### WORK REQUIRED
Copy each line in the data below that contains the word "FieldSet".

### DATASET RECORDS
────────────────────────────────────────

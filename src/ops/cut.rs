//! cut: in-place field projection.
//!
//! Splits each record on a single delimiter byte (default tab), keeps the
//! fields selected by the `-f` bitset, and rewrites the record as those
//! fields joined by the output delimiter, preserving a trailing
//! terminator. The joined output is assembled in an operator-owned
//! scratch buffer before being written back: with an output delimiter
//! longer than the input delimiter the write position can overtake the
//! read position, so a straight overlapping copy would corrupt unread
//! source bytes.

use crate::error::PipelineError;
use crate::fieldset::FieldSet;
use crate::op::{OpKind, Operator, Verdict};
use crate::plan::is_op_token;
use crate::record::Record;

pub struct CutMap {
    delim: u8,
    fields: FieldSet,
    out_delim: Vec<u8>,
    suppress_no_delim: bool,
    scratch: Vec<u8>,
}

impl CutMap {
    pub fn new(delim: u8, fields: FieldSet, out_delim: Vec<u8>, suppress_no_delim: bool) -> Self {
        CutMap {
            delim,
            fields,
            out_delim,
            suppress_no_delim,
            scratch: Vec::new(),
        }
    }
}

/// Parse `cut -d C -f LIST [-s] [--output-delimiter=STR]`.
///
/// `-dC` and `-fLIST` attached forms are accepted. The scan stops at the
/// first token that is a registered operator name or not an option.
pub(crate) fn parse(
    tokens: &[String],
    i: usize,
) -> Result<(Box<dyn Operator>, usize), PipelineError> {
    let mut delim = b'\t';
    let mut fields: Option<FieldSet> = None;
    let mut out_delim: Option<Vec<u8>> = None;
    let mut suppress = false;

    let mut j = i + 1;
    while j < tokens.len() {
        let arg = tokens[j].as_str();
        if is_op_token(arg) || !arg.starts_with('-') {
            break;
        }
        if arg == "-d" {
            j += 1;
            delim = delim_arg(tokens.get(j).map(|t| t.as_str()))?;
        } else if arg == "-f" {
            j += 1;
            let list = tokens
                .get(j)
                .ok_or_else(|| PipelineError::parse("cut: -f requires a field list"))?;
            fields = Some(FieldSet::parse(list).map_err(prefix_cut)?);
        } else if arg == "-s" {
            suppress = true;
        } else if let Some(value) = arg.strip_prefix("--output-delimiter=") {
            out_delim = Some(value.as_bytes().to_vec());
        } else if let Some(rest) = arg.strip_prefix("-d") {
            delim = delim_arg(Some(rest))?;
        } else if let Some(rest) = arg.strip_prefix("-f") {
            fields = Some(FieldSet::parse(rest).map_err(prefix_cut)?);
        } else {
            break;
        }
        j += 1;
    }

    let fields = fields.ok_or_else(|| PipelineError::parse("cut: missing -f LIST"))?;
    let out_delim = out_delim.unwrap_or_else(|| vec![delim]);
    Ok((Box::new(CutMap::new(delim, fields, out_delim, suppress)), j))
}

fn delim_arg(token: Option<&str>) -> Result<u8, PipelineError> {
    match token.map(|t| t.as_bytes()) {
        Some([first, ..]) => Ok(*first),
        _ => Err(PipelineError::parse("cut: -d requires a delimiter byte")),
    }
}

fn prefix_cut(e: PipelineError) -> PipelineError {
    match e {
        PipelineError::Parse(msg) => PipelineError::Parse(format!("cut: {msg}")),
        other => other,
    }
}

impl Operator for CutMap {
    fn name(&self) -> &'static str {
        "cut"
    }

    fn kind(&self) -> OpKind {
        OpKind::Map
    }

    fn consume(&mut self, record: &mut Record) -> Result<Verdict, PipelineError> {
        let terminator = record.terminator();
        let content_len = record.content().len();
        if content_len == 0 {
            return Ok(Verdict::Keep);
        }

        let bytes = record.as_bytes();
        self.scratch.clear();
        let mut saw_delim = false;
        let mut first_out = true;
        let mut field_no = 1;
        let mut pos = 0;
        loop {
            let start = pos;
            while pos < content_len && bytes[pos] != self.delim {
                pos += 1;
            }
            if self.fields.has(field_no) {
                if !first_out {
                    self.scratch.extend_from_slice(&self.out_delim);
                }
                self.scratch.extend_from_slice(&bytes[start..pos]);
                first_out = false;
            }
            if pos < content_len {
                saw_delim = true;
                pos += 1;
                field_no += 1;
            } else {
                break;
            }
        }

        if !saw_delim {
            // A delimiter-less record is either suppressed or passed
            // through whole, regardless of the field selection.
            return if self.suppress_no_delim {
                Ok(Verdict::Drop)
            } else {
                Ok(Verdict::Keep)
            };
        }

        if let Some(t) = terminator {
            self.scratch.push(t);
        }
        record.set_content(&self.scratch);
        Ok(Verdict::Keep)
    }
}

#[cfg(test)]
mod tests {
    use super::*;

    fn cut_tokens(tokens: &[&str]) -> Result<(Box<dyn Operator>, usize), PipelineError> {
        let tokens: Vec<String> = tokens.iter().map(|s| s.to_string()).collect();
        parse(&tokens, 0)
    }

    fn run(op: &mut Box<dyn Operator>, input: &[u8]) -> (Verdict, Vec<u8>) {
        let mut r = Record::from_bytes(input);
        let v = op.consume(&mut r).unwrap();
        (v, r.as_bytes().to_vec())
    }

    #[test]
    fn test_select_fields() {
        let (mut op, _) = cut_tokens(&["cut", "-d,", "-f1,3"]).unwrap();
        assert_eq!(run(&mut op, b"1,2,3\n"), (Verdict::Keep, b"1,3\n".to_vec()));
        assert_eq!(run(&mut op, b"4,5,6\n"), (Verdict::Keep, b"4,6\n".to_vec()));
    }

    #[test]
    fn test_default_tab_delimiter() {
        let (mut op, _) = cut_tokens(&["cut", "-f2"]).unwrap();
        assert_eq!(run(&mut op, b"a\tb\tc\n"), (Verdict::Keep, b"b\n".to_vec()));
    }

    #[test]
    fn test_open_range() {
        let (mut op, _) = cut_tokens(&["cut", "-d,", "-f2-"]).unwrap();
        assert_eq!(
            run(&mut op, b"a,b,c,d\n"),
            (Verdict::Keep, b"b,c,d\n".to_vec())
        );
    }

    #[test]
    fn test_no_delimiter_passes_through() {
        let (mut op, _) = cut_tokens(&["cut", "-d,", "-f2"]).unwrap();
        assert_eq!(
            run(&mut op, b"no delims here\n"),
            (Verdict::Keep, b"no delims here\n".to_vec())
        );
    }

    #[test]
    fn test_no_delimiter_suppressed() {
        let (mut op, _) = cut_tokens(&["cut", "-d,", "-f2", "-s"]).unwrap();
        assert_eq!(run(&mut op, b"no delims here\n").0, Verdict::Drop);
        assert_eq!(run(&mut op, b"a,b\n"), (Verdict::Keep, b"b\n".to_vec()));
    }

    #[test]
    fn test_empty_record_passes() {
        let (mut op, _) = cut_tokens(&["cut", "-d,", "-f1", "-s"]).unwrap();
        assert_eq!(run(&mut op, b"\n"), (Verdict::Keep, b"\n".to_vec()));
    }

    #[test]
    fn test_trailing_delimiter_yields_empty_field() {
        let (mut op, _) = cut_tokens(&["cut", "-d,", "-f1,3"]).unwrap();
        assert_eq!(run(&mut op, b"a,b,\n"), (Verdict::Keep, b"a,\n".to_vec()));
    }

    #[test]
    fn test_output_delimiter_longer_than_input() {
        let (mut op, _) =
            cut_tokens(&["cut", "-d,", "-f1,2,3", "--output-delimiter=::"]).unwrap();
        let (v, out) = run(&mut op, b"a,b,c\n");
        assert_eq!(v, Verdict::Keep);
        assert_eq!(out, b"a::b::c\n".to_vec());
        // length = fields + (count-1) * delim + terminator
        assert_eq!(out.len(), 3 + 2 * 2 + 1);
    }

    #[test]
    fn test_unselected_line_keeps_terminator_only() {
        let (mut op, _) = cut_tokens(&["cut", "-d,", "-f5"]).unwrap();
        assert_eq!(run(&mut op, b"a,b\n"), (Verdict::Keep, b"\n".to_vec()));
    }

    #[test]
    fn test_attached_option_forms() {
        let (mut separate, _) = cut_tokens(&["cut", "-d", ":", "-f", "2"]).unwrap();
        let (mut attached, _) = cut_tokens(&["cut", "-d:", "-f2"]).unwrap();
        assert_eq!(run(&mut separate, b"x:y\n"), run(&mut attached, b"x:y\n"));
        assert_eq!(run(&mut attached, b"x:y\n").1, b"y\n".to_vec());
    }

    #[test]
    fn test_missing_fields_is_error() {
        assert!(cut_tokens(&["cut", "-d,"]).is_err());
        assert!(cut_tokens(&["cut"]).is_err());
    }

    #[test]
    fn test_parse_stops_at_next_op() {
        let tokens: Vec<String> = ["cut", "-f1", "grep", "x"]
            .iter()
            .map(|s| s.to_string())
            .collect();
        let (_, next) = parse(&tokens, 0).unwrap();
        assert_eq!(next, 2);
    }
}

────────────────────────────────────────

### EXERCISE SOLUTION
use crate::fieldset::FieldSet;
    fields: FieldSet,
    pub fn new(delim: u8, fields: FieldSet, out_delim: Vec<u8>, suppress_no_delim: bool) -> Self {
    let mut fields: Option<FieldSet> = None;
            fields = Some(FieldSet::parse(list).map_err(prefix_cut)?);
            fields = Some(FieldSet::parse(rest).map_err(prefix_cut)?);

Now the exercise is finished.